# Rocket Hot backyard burners?



## teamfat (Nov 5, 2007)

So in the May challenge I made some blackened catfish. You may recall I told the tale of how when the butter soaked fish hit the insanely hot cast iron griddle it burst into flames. Flames were not a problem, easily blown out. But the entire house was filled with smoke for hours afterwards. So it got me to thinking it might be nice to have some serious firepower in an outdoor cooker.

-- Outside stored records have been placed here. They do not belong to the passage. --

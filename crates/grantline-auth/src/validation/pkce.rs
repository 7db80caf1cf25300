//! PKCE (RFC 7636) verifier checks

use std::str::FromStr;

use base64::Engine;
use base64::engine::general_purpose::URL_SAFE_NO_PAD;
use sha2::{Digest, Sha256};
use subtle::ConstantTimeEq;

pub const MIN_VERIFIER_LENGTH: usize = 43;
pub const MAX_VERIFIER_LENGTH: usize = 128;

/// Code challenge transformation
#[derive(Debug, Clone, Copy, PartialEq, Eq)]
pub enum CodeChallengeMethod {
    Plain,
    S256,
}

impl CodeChallengeMethod {
    pub fn as_str(self) -> &'static str {
        match self {
            Self::Plain => "plain",
            Self::S256 => "S256",
        }
    }
}

impl FromStr for CodeChallengeMethod {
    type Err = String;

    fn from_str(s: &str) -> Result<Self, Self::Err> {
        match s {
            "plain" => Ok(Self::Plain),
            "S256" => Ok(Self::S256),
            other => Err(format!("unsupported code_challenge_method: {other}")),
        }
    }
}

/// Length 43-128 over the unreserved characters `[A-Za-z0-9-._~]`
pub fn is_valid_verifier(verifier: &str) -> bool {
    (MIN_VERIFIER_LENGTH..=MAX_VERIFIER_LENGTH).contains(&verifier.len())
        && verifier
            .bytes()
            .all(|b| b.is_ascii_alphanumeric() || matches!(b, b'-' | b'.' | b'_' | b'~'))
}

/// `BASE64URL(SHA256(verifier))`
pub fn s256_challenge(verifier: &str) -> String {
    URL_SAFE_NO_PAD.encode(Sha256::digest(verifier.as_bytes()))
}

/// Whether `verifier` matches `challenge` under `method`
pub fn verify(verifier: &str, challenge: &str, method: CodeChallengeMethod) -> bool {
    let transformed = match method {
        CodeChallengeMethod::Plain => verifier.to_string(),
        CodeChallengeMethod::S256 => s256_challenge(verifier),
    };
    transformed.as_bytes().ct_eq(challenge.as_bytes()).into()
}

#[cfg(test)]
mod tests {
    use super::*;

    // RFC 7636 Appendix B
    const VERIFIER: &str = "dBjftJeZ4CVP-mB92K27uhbUJU1p1r_wW1gFWFOEjXk";
    const CHALLENGE: &str = "E9Melhoa2OwvFrEMTJguCHaoeK1t8URWbuGJSstw-cM";

    #[test]
    fn test_s256_vector() {
        assert_eq!(s256_challenge(VERIFIER), CHALLENGE);
        assert!(verify(VERIFIER, CHALLENGE, CodeChallengeMethod::S256));
        assert!(!verify(VERIFIER, "wrong", CodeChallengeMethod::S256));
    }

    #[test]
    fn test_plain() {
        assert!(verify(VERIFIER, VERIFIER, CodeChallengeMethod::Plain));
        assert!(!verify(VERIFIER, CHALLENGE, CodeChallengeMethod::Plain));
    }

    #[test]
    fn test_verifier_shape() {
        assert!(is_valid_verifier(VERIFIER));
        assert!(!is_valid_verifier(&"a".repeat(42)));
        assert!(is_valid_verifier(&"a".repeat(128)));
        assert!(!is_valid_verifier(&"a".repeat(129)));
        assert!(!is_valid_verifier(&format!("{}+", "a".repeat(43))));
    }

    #[test]
    fn test_method_parsing() {
        assert_eq!("S256".parse(), Ok(CodeChallengeMethod::S256));
        assert_eq!("plain".parse(), Ok(CodeChallengeMethod::Plain));
        assert!("s256".parse::<CodeChallengeMethod>().is_err());
    }

    mod properties {
        use super::*;
        use proptest::prelude::*;

        proptest! {
            #[test]
            fn s256_accepts_own_challenge_only(verifier in "[A-Za-z0-9._~-]{43,128}", other in "[A-Za-z0-9._~-]{43,128}") {
                prop_assert!(is_valid_verifier(&verifier));
                let challenge = s256_challenge(&verifier);
                prop_assert!(verify(&verifier, &challenge, CodeChallengeMethod::S256));
                prop_assume!(other != verifier);
                prop_assert!(!verify(&other, &challenge, CodeChallengeMethod::S256));
            }
        }
    }
}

Poking around, I came across this:

210,000 BTU burner

Now as I recall the burner I used for the catfish is rated at 12,000 BTU. So this propane unit is nearly 20 times more powerful than my indoor stove. Is that overkill? Many more such burners are available in the 55,000 - 110,000 BTU range.Any of you have practical, hands on experience with such devices? It also seems to me it could be great for getting some serious heat going under my wok, perhaps with a few shields and deflectors fabricated to fit. ROund bottom woks on Western style flat burners are not the best combo.

mjb.


----------



## phatch (Mar 29, 2002)

Wow. That could drain a tank pretty fast. I cook on 30k camp chef and that's significantly hotter than my 14k stove. Restaurant wok burners are usually 150k. These are often water cooled.


----------



## millionsknives (Apr 25, 2014)

A lot of companies make dubious claims of high BTU. I'll tell you the facts... If you're using a 20lb propane tank you have limits. For propane to work, some gas evaporates on the surface of the liquid and goes out the hose. You don't burn liquid propane, you burn the gaseous propane that evaporated from that liquid propane. It depends on surface area(and temperature) and the rate is limited because of the tank size. 

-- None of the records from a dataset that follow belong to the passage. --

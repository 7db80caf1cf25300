//! Server-side session records

use std::fmt;
use std::sync::Arc;

use async_trait::async_trait;
use chrono::{DateTime, Utc};
use dashmap::DashMap;
use serde::{Deserialize, Serialize};
use tokio_util::sync::CancellationToken;
use tracing::debug;

use crate::error::{Result, StoreError, ensure_active};

/// A user's authentication session, held server-side
#[derive(Debug, Clone, PartialEq, Eq, Serialize, Deserialize)]
pub struct ServerSideSession {
    /// Storage key
    pub key: String,
    /// Authentication scheme that issued the session
    pub scheme: String,
    pub subject_id: String,
    pub session_id: String,
    pub display_name: Option<String>,
    pub created: DateTime<Utc>,
    pub renewed: DateTime<Utc>,
    /// `None` lasts until logout
    pub expires: Option<DateTime<Utc>>,
    /// Clients the user signed in to during this session
    #[serde(default)]
    pub client_ids: Vec<String>,
    /// Serialized authentication ticket
    pub ticket: String,
}

impl ServerSideSession {
    /// Session created at `created` with no expiration, clients or ticket
    pub fn new(
        key: impl Into<String>,
        subject_id: impl Into<String>,
        session_id: impl Into<String>,
        created: DateTime<Utc>,
    ) -> Self {
        Self {
            key: key.into(),
            scheme: "cookie".to_string(),
            subject_id: subject_id.into(),
            session_id: session_id.into(),
            display_name: None,
            created,
            renewed: created,
            expires: None,
            client_ids: Vec::new(),
            ticket: String::new(),
        }
    }

    pub fn with_expiration(mut self, expires: DateTime<Utc>) -> Self {
        self.expires = Some(expires);
        self
    }

    /// Record a client sign-in
    pub fn with_client(mut self, client_id: impl Into<String>) -> Self {
        let client_id = client_id.into();
        if !self.client_ids.contains(&client_id) {
            self.client_ids.push(client_id);
        }
        self
    }

    /// Whether the session has expired at `now`
    pub fn is_expired(&self, now: DateTime<Utc>) -> bool {
        self.expires.is_some_and(|expires| expires <= now)
    }
}

/// Criteria selecting sessions; at least one is required
#[derive(Debug, Clone, Default, PartialEq, Eq)]
pub struct SessionFilter {
    pub subject_id: Option<String>,
    pub session_id: Option<String>,
}

impl SessionFilter {
    /// Sessions of a subject
    pub fn for_subject(subject_id: impl Into<String>) -> Self {
        Self {
            subject_id: Some(subject_id.into()),
            session_id: None,
        }
    }

    /// Narrow to a session id
    pub fn session(mut self, session_id: impl Into<String>) -> Self {
        self.session_id = Some(session_id.into());
        self
    }

    /// Reject empty filters
    ///
    /// # Errors
    /// Returns [`StoreError::InvalidFilter`] when nothing is specified.
    pub fn validate(&self) -> Result<()> {
        if self.subject_id.is_none() && self.session_id.is_none() {
            return Err(StoreError::InvalidFilter {
                reason: "subject_id or session_id is required".to_string(),
            });
        }
        Ok(())
    }

    /// Whether `session` satisfies every specified criterion
    pub fn matches(&self, session: &ServerSideSession) -> bool {
        self.subject_id
            .as_deref()
            .is_none_or(|subject_id| session.subject_id == subject_id)
            && self
                .session_id
                .as_deref()
                .is_none_or(|session_id| session.session_id == session_id)
    }
}

/// Storage for server-side sessions
#[async_trait]
pub trait ServerSideSessionStore: Send + Sync + fmt::Debug {
    async fn create_session(&self, session: ServerSideSession, cancel: &CancellationToken) -> Result<()>;

    async fn get_session(&self, key: &str, cancel: &CancellationToken) -> Result<Option<ServerSideSession>>;

    async fn update_session(&self, session: ServerSideSession, cancel: &CancellationToken) -> Result<()>;

    async fn delete_session(&self, key: &str, cancel: &CancellationToken) -> Result<()>;

    /// # Errors
    /// Returns `StoreError::InvalidFilter` for an empty filter.
    async fn get_sessions(
        &self,
        filter: &SessionFilter,
        cancel: &CancellationToken,
    ) -> Result<Vec<ServerSideSession>>;

    /// # Errors
    /// Returns `StoreError::InvalidFilter` for an empty filter.
    async fn delete_sessions(&self, filter: &SessionFilter, cancel: &CancellationToken) -> Result<usize>;

    /// Remove and return up to `batch` sessions expired at `now`
    async fn get_and_remove_expired_sessions(
        &self,
        now: DateTime<Utc>,
        batch: usize,
        cancel: &CancellationToken,
    ) -> Result<Vec<ServerSideSession>>;
}

/// [`ServerSideSessionStore`] backed by a [`DashMap`]
#[derive(Debug, Clone, Default)]
pub struct InMemoryServerSideSessionStore {
    sessions: Arc<DashMap<String, ServerSideSession>>,
}

impl InMemoryServerSideSessionStore {
    pub fn new() -> Self {
        Self::default()
    }

    pub fn len(&self) -> usize {
        self.sessions.len()
    }

    pub fn is_empty(&self) -> bool {
        self.sessions.is_empty()
    }
}

#[async_trait]
impl ServerSideSessionStore for InMemoryServerSideSessionStore {
    async fn create_session(&self, session: ServerSideSession, cancel: &CancellationToken) -> Result<()> {
        ensure_active(cancel)?;
        self.sessions.insert(session.key.clone(), session);
        Ok(())
    }

    async fn get_session(&self, key: &str, cancel: &CancellationToken) -> Result<Option<ServerSideSession>> {
        ensure_active(cancel)?;
        Ok(self.sessions.get(key).map(|entry| entry.value().clone()))
    }

    async fn update_session(&self, session: ServerSideSession, cancel: &CancellationToken) -> Result<()> {
        ensure_active(cancel)?;
        self.sessions.insert(session.key.clone(), session);
        Ok(())
    }

    async fn delete_session(&self, key: &str, cancel: &CancellationToken) -> Result<()> {
        ensure_active(cancel)?;
        self.sessions.remove(key);
        Ok(())
    }

    async fn get_sessions(
        &self,
        filter: &SessionFilter,
        cancel: &CancellationToken,
    ) -> Result<Vec<ServerSideSession>> {
        ensure_active(cancel)?;
        filter.validate()?;
        Ok(self
            .sessions
            .iter()
            .filter(|entry| filter.matches(entry.value()))
            .map(|entry| entry.value().clone())
            .collect())
    }

    async fn delete_sessions(&self, filter: &SessionFilter, cancel: &CancellationToken) -> Result<usize> {
        ensure_active(cancel)?;
        filter.validate()?;
        let before = self.sessions.len();
        self.sessions.retain(|_, session| !filter.matches(session));
        Ok(before.saturating_sub(self.sessions.len()))
    }

    async fn get_and_remove_expired_sessions(
        &self,
        now: DateTime<Utc>,
        batch: usize,
        cancel: &CancellationToken,
    ) -> Result<Vec<ServerSideSession>> {
        ensure_active(cancel)?;
        let keys: Vec<String> = self
            .sessions
            .iter()
            .filter(|entry| entry.value().is_expired(now))
            .take(batch)
            .map(|entry| entry.key().clone())
            .collect();

        let removed: Vec<ServerSideSession> = keys
            .iter()
            .filter_map(|key| {
                self.sessions
                    .remove_if(key, |_, session| session.is_expired(now))
                    .map(|(_, session)| session)
            })
            .collect();
        debug!(count = removed.len(), "Removed expired server-side sessions");
        Ok(removed)
    }
}

#[cfg(test)]
mod tests {
    use super::*;
    use chrono::Duration;

    fn session(key: &str, subject: &str, sid: &str, expires: Option<DateTime<Utc>>) -> ServerSideSession {
        let now = Utc::now();
        ServerSideSession {
            key: key.to_string(),
            scheme: "cookie".to_string(),
            subject_id: subject.to_string(),
            session_id: sid.to_string(),
            display_name: None,
            created: now,
            renewed: now,
            expires,
            client_ids: Vec::new(),
            ticket: String::new(),
        }
    }

    #[tokio::test]
    async fn test_filtered_lookup_and_delete() {
        let store = InMemoryServerSideSessionStore::new();
        let cancel = CancellationToken::new();
        store.create_session(session("k1", "alice", "s1", None), &cancel).await.unwrap();
        store.create_session(session("k2", "alice", "s2", None), &cancel).await.unwrap();
        store.create_session(session("k3", "bob", "s3", None), &cancel).await.unwrap();

        let alice = store
            .get_sessions(&SessionFilter::for_subject("alice"), &cancel)
            .await
            .unwrap();
        assert_eq!(alice.len(), 2);

        let removed = store
            .delete_sessions(&SessionFilter::for_subject("alice").session("s1"), &cancel)
            .await
            .unwrap();
        assert_eq!(removed, 1);
        assert_eq!(store.len(), 2);

        assert!(store.get_sessions(&SessionFilter::default(), &cancel).await.is_err());
    }

    #[tokio::test]
    async fn test_expired_sessions_are_drained_in_batches() {
        let store = InMemoryServerSideSessionStore::new();
        let cancel = CancellationToken::new();
        let now = Utc::now();
        for i in 0..3 {
            store
                .create_session(
                    session(&format!("k{i}"), "alice", &format!("s{i}"), Some(now - Duration::seconds(1))),
                    &cancel,
                )
                .await
                .unwrap();
        }
        store
            .create_session(session("live", "alice", "live", Some(now + Duration::hours(1))), &cancel)
            .await
            .unwrap();

        let first = store.get_and_remove_expired_sessions(now, 2, &cancel).await.unwrap();
        let second = store.get_and_remove_expired_sessions(now, 2, &cancel).await.unwrap();

        assert_eq!(first.len(), 2);
        assert_eq!(second.len(), 1);
        assert_eq!(store.len(), 1);
    }
}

210k BTU just isn't possible off a 20 lb tank. I think my outdoor wok burner is 65k or something like that


----------



## teamfat (Nov 5, 2007)

I figured that at least 50% of that BTU rating was marketing hype. I'll probably end up with a Bayou Classic cooker in the 50 - 60,000 BTU range. Whatever I end up getting will likely need some mods to the legs, and possibly some fabricated directional shields for best wok heating. Not that a mechanical type guy like me who plays with old British sports cars would want to fuss about with new toys or anything like that.

Of course, that project is on hold until the broken tree gets cleaned up off the garage and damage to the various Triumph cars is assessed.

Ah, the curse of interesting times.

mjb.


----------